Bundan Sonra

307 20 10
                                    

Elini başkası tutmuş, banane...

Evet nota çok şaşırmıştım. Notta şöyle yazıyordu:

"Tuana öncelikle senden özür dilerim. Sana çok şey yaşatmışım. Senin dediğin gibi Çağan sevgiyi hak ediyor. Sende Çağan'ın sevgisini hak ediyorsun. Sana bir özür borçluyum. Biliyorum. O yüzden bir sıkıntın olduğunda bana söyle. Bana güvenebilirsin. Arkam sağlamdır. Bir sorun olduğunda hep bana söyle. Sana mutluluklar diliyorum..."
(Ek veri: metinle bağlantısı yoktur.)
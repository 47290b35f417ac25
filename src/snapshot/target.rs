use super::model::{MemoryRegion, Snapshot, Stop, SymbolDef, ThreadState};
use crate::host::{CodeBlock, HostError, PendingFrame, Register, Target, ThreadId};
use std::collections::BTreeMap;
use tracing::debug;

#[derive(Debug, Clone)]
struct Region {
    start: u64,
    bytes: Vec<u8>,
}

impl Region {
    fn from_words(region: &MemoryRegion) -> Self {
        let bytes = region
            .words
            .iter()
            .flat_map(|word| word.0.to_le_bytes())
            .collect();
        Self {
            start: region.address.0,
            bytes,
        }
    }

    fn read(&self, addr: u64, buf: &mut [u8]) -> bool {
        let Some(offset) = addr.checked_sub(self.start) else {
            return false;
        };
        let Ok(offset) = usize::try_from(offset) else {
            return false;
        };
        match offset.checked_add(buf.len()) {
            Some(end) if end <= self.bytes.len() => {
                buf.copy_from_slice(&self.bytes[offset..end]);
                true
            }
            _ => false,
        }
    }
}

/// A halted debuggee replayed from a [`Snapshot`].
#[derive(Debug)]
pub struct SnapshotTarget {
    symbols: Vec<SymbolDef>,
    statics: Vec<Region>,
    stops: Vec<(Vec<ThreadState>, Vec<Region>)>,
    current: Option<usize>,
    generation: u64,
}

impl SnapshotTarget {
    pub fn new(snapshot: Snapshot) -> Self {
        let statics = snapshot.memory.iter().map(Region::from_words).collect();
        let stops: Vec<(Vec<ThreadState>, Vec<Region>)> = snapshot
            .stops
            .into_iter()
            .map(|Stop { threads, memory }| {
                (threads, memory.iter().map(Region::from_words).collect())
            })
            .collect();
        let current = if stops.is_empty() { None } else { Some(0) };

        Self {
            symbols: snapshot.symbols,
            statics,
            stops,
            current,
            generation: 0,
        }
    }

    pub fn from_json(text: &str) -> serde_json::Result<Self> {
        Ok(Self::new(serde_json::from_str(text)?))
    }

    /// Index of the stop the debuggee is halted at, `None` once it exited.
    pub fn current_stop(&self) -> Option<usize> {
        self.current
    }

    pub fn stop_count(&self) -> usize {
        self.stops.len()
    }

    /// Lets the debuggee run to its next stop. Returns whether it halted
    /// again.
    pub fn resume(&mut self) -> bool {
        self.current = match self.current {
            Some(index) if index + 1 < self.stops.len() => Some(index + 1),
            _ => None,
        };
        debug!(stop = ?self.current, "target resumed");
        self.current.is_some()
    }

    /// Simulates code being unloaded and loaded again: every block handed out
    /// so far becomes invalid.
    pub fn reload(&mut self) {
        self.generation += 1;
        debug!(generation = self.generation, "code layout reloaded");
    }

    /// Reload with a different set of symbols, e.g. a module loaded at a new
    /// base address or not loaded at all.
    pub fn reload_with(&mut self, symbols: Vec<SymbolDef>) {
        self.symbols = symbols;
        self.reload();
    }

    pub fn threads(&self) -> &[ThreadState] {
        match self.current {
            Some(index) => &self.stops[index].0,
            None => &[],
        }
    }

    pub fn thread(&self, id: ThreadId) -> Option<&ThreadState> {
        self.threads().iter().find(|thread| thread.id == id)
    }

    /// The register state a backtrace of `id` starts from.
    pub fn innermost_frame(&self, id: ThreadId) -> Option<SnapshotFrame> {
        self.thread(id).map(|state| {
            let mut registers = BTreeMap::new();
            registers.insert(Register::Rip, state.rip.0);
            registers.insert(Register::Rsp, state.rsp.0);
            registers.insert(Register::Rbp, state.rbp.0);
            SnapshotFrame::new(id, registers)
        })
    }

    /// Name of the function whose code contains `pc`.
    pub fn function_for_pc(&self, pc: u64) -> Option<&str> {
        self.function_symbol(pc).map(|symbol| symbol.name.as_str())
    }

    fn function_symbol(&self, pc: u64) -> Option<&SymbolDef> {
        self.symbols.iter().find(|symbol| {
            symbol.size > 0 && pc >= symbol.address.0 && pc - symbol.address.0 < symbol.size
        })
    }
}

impl Target for SnapshotTarget {
    fn lookup_global_symbol(&self, name: &str) -> Option<u64> {
        self.symbols
            .iter()
            .find(|symbol| symbol.name == name)
            .map(|symbol| symbol.address.0)
    }

    fn read_memory(&self, addr: u64, buf: &mut [u8]) -> Result<(), HostError> {
        let Some(index) = self.current else {
            return Err(HostError::TargetRunning);
        };
        let found = self.stops[index]
            .1
            .iter()
            .chain(self.statics.iter())
            .any(|region| region.read(addr, buf));
        if found {
            Ok(())
        } else {
            Err(HostError::UnmappedMemory {
                addr,
                len: buf.len(),
            })
        }
    }

    fn block_for_pc(&self, pc: u64) -> Option<CodeBlock> {
        self.function_symbol(pc).map(|symbol| CodeBlock {
            start: symbol.address.0,
            end: symbol.address.0 + symbol.size - 1,
            generation: self.generation,
        })
    }

    fn is_block_valid(&self, block: &CodeBlock) -> bool {
        block.generation == self.generation
    }
}

/// One frame's registers as the snapshot host knows them.
#[derive(Debug, Clone, PartialEq, Eq)]
pub struct SnapshotFrame {
    thread: ThreadId,
    registers: BTreeMap<Register, u64>,
}

impl SnapshotFrame {
    pub fn new(thread: ThreadId, registers: BTreeMap<Register, u64>) -> Self {
        Self { thread, registers }
    }

    pub fn registers(&self) -> &BTreeMap<Register, u64> {
        &self.registers
    }

    pub fn register(&self, reg: Register) -> Option<u64> {
        self.registers.get(&reg).copied()
    }
}

impl PendingFrame for SnapshotFrame {
    fn thread(&self) -> ThreadId {
        self.thread
    }

    fn read_register(&self, reg: Register) -> Result<u64, HostError> {
        self.register(reg).ok_or(HostError::UnknownRegister(reg))
    }
}
use super::target::{SnapshotFrame, SnapshotTarget};
use crate::host::{FrameDecorator, FrameId, Register, Target, ThreadId};
use crate::unwinder::InterpUnwinder;
use std::collections::BTreeMap;
use tracing::trace;

pub const MAX_FRAMES: usize = 256;

/// One frame of a resolved backtrace.
#[derive(Debug, Clone, PartialEq, Eq)]
pub struct BacktraceFrame {
    pub level: usize,
    pub pc: u64,
    pub sp: u64,
    pub fp: Option<u64>,
    pub id: FrameId,
    pub function: Option<String>,
}

impl FrameDecorator for BacktraceFrame {
    fn level(&self) -> usize {
        self.level
    }

    fn pc(&self) -> u64 {
        self.pc
    }

    fn sp(&self) -> u64 {
        self.sp
    }

    fn function(&self) -> Option<String> {
        self.function.clone()
    }
}

/// Walks `thread`'s stack: the interpreter unwinder gets the first say on
/// every frame, frame-pointer unwinding covers the rest. `None` if the
/// thread does not exist at the current stop.
pub fn backtrace(
    target: &SnapshotTarget,
    unwinder: &mut InterpUnwinder,
    thread: ThreadId,
) -> Option<Vec<BacktraceFrame>> {
    let mut pending = target.innermost_frame(thread)?;
    let mut frames = Vec::new();

    for level in 0..MAX_FRAMES {
        let (Some(pc), Some(sp)) = (
            pending.register(Register::Rip),
            pending.register(Register::Rsp),
        ) else {
            break;
        };
        if pc == 0 {
            break;
        }

        let (id, caller) = match unwinder.unwind(target, &pending) {
            Some(info) => {
                let caller = if info.is_outermost() {
                    None
                } else {
                    Some(info.saved.clone())
                };
                (info.id, caller)
            }
            None => (FrameId::new(sp, pc), frame_pointer_caller(target, &pending)),
        };

        frames.push(BacktraceFrame {
            level,
            pc,
            sp,
            fp: pending.register(Register::Rbp),
            id,
            function: target.function_for_pc(pc).map(str::to_string),
        });

        match caller {
            Some(registers) => pending = SnapshotFrame::new(thread, registers),
            None => break,
        }
    }

    Some(frames)
}

/// Standard `rbp` chain: the saved frame pointer at `[rbp]`, the return
/// address above it.
fn frame_pointer_caller(
    target: &SnapshotTarget,
    frame: &SnapshotFrame,
) -> Option<BTreeMap<Register, u64>> {
    let sp = frame.register(Register::Rsp)?;
    let fp = frame.register(Register::Rbp)?;
    if fp == 0 {
        return None;
    }

    let caller_fp = target.read_u64(fp).ok()?;
    let caller_pc = target.read_u64(fp.checked_add(8)?).ok()?;
    let caller_sp = fp.checked_add(16)?;
    if caller_sp <= sp {
        trace!(
            sp = format_args!("{:#x}", sp),
            fp = format_args!("{:#x}", fp),
            "frame pointer chain goes backwards"
        );
        return None;
    }

    let mut registers = BTreeMap::new();
    registers.insert(Register::Rip, caller_pc);
    registers.insert(Register::Rsp, caller_sp);
    registers.insert(Register::Rbp, caller_fp);
    Some(registers)
}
Şok geçirdim resmen. Kurtulmuş muydum? Çağan ile normal bir hayatım mı olacaktı? Çok mutlu olmuştum. Ama bir not yazmadan edemedim:

"Neden böyle bir karara vardın? Merak ettim sadece. Ayrıca teşekkür ederim."

Az sonra cevap gelmişti:

"Çünkü siz Çağan'la yakışıyorsunuz. Ayrıca ben başkasına aşık oldum. Gerçek aşk bu ama. Takıntı değil. Ayrıca teşekkür etme. Çünkü benim sana bir özür borcum var. Bana söz ver ne olursa bana söyle ben hallederim. Bu da numaram: 05** *** ** **"

Son kez bir not yazdım:

"Ben de sana mutluluklar dilerim. Söz veriyorum."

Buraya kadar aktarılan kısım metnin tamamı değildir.